Personal information
- Full name: Milan Pavlović
- Date of birth: 30 December 1967 (age 58)
- Place of birth: Šabac, SR Serbia, SFR Yugoslavia
- Position: Defender

Senior career*
- Years: Team / Apps / (Gls)
- 1987–1991: Željezničar Sarajevo / 84 / (6)
- 1992–1993: Visaltiakos Nigrita / 30 / (4)
- 1993–1995: Anagennisi Karditsa / 66 / (11)
- 1995–1996: Iraklis / 24 / (1)
- 1997–1998: Anagennisi Karditsa / 33 / (8)
- 1998–2002: Ethnikos Asteras / 108 / (1)
- 2002–2003: PAO Rouf
- 2003–2004: Agia Paraskevi
- Total:  / 345 / (31)

International career
- 1987: Yugoslavia U20 / 6 / (0)

Medal record
Representing Yugoslavia
| Gold medal – first place | FIFA U-20 World Cup | 1987 |

= Milan Pavlović (footballer) =

Serbian former footballer

Milan Pavlović (Serbian Cyrillic: Милан Павловић; born 30 December 1967) is a Serbian retired footballer who played as a defender.

==Club career==
Pavlović began playing football with FK Željezničar Sarajevo in the Yugoslav First League.
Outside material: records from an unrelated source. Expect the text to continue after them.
// Copyright 2024-2026 the Tern authors. MIT license.

use parking_lot::Mutex;
use tern_common::Loc;

#[derive(Debug, Clone, Copy, PartialEq, Eq)]
pub enum MsgKind {
  Error,
  Warning,
  Note,
  Debug,
}

#[derive(Debug, Clone, PartialEq, Eq)]
pub struct MsgLocation {
  pub file: String,
  pub loc: Loc,
}

#[derive(Debug, Clone, PartialEq, Eq)]
pub struct Note {
  pub text: String,
  pub location: Option<MsgLocation>,
}

impl Note {
  pub fn text(text: impl Into<String>) -> Self {
    Self {
      text: text.into(),
      location: None,
    }
  }

  pub fn at(file: impl Into<String>, loc: Loc, text: impl Into<String>) -> Self {
    Self {
      text: text.into(),
      location: Some(MsgLocation {
        file: file.into(),
        loc,
      }),
    }
  }
}

#[derive(Debug, Clone, PartialEq, Eq)]
pub struct Diagnostic {
  pub kind: MsgKind,
  pub location: Option<MsgLocation>,
  pub text: String,
  pub notes: Vec<Note>,
}

#[derive(Debug, Default)]
struct LogState {
  msgs: Vec<Diagnostic>,
  has_errors: bool,
}

/// Message sink for one link. Internally synchronized so parallel phases
/// can report without holding any other lock; `has_errors` observes only
/// this link's stream, so concurrent links don't cross-contaminate.
#[derive(Debug, Default)]
pub struct Log {
  state: Mutex<LogState>,
}

impl Log {
  pub fn new() -> Self {
    Self::default()
  }

  pub fn add_msg(&self, msg: Diagnostic) {
    let mut state = self.state.lock();
    if msg.kind == MsgKind::Error {
      state.has_errors = true;
    }
    state.msgs.push(msg);
  }

  pub fn add_error(&self, location: Option<MsgLocation>, text: impl Into<String>) {
    self.add_msg(Diagnostic {
      kind: MsgKind::Error,
      location,
      text: text.into(),
      notes: Vec::new(),
    });
  }

  pub fn add_error_with_notes(
    &self,
    location: Option<MsgLocation>,
    text: impl Into<String>,
    notes: Vec<Note>,
  ) {
    self.add_msg(Diagnostic {
      kind: MsgKind::Error,
      location,
      text: text.into(),
      notes,
    });
  }

  pub fn add_warning(&self, location: Option<MsgLocation>, text: impl Into<String>) {
    self.add_msg(Diagnostic {
      kind: MsgKind::Warning,
      location,
      text: text.into(),
      notes: Vec::new(),
    });
  }

  pub fn add_debug(&self, location: Option<MsgLocation>, text: impl Into<String>) {
    self.add_msg(Diagnostic {
      kind: MsgKind::Debug,
      location,
      text: text.into(),
      notes: Vec::new(),
    });
  }

  pub fn has_errors(&self) -> bool {
    self.state.lock().has_errors
  }

  pub fn msgs(&self) -> Vec<Diagnostic> {
    self.state.lock().msgs.clone()
  }
}

#[cfg(test)]
mod tests {
  use super::*;

  #[test]
  fn errors_flip_the_flag_and_warnings_do_not() {
    let log = Log::new();
    log.add_warning(None, "w");
    assert!(!log.has_errors());
    log.add_error(None, "e");
    assert!(log.has_errors());
    assert_eq!(log.msgs().len(), 2);
  }
}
Pavlović moved to Greece in July 1992, initially joining third tier side Visaltiakos Nigrita before spending two years with Anagennisi Karditsa F.C. on the second tier. He would move up to play for Iraklis during the 1995–96 Alpha Ethniki season. After another season with Anagennisi Karditsa on the second tier, he moved to first-tier side Ethnikos Asteras F.C. for four seasons. In total, Pavlović made 132 appearances in the Greek top flight.

==International career==
Pavlović became world champion with Yugoslavia at the 1987 FIFA World Youth Championship in Chile. He was the national team captain at that World Cup.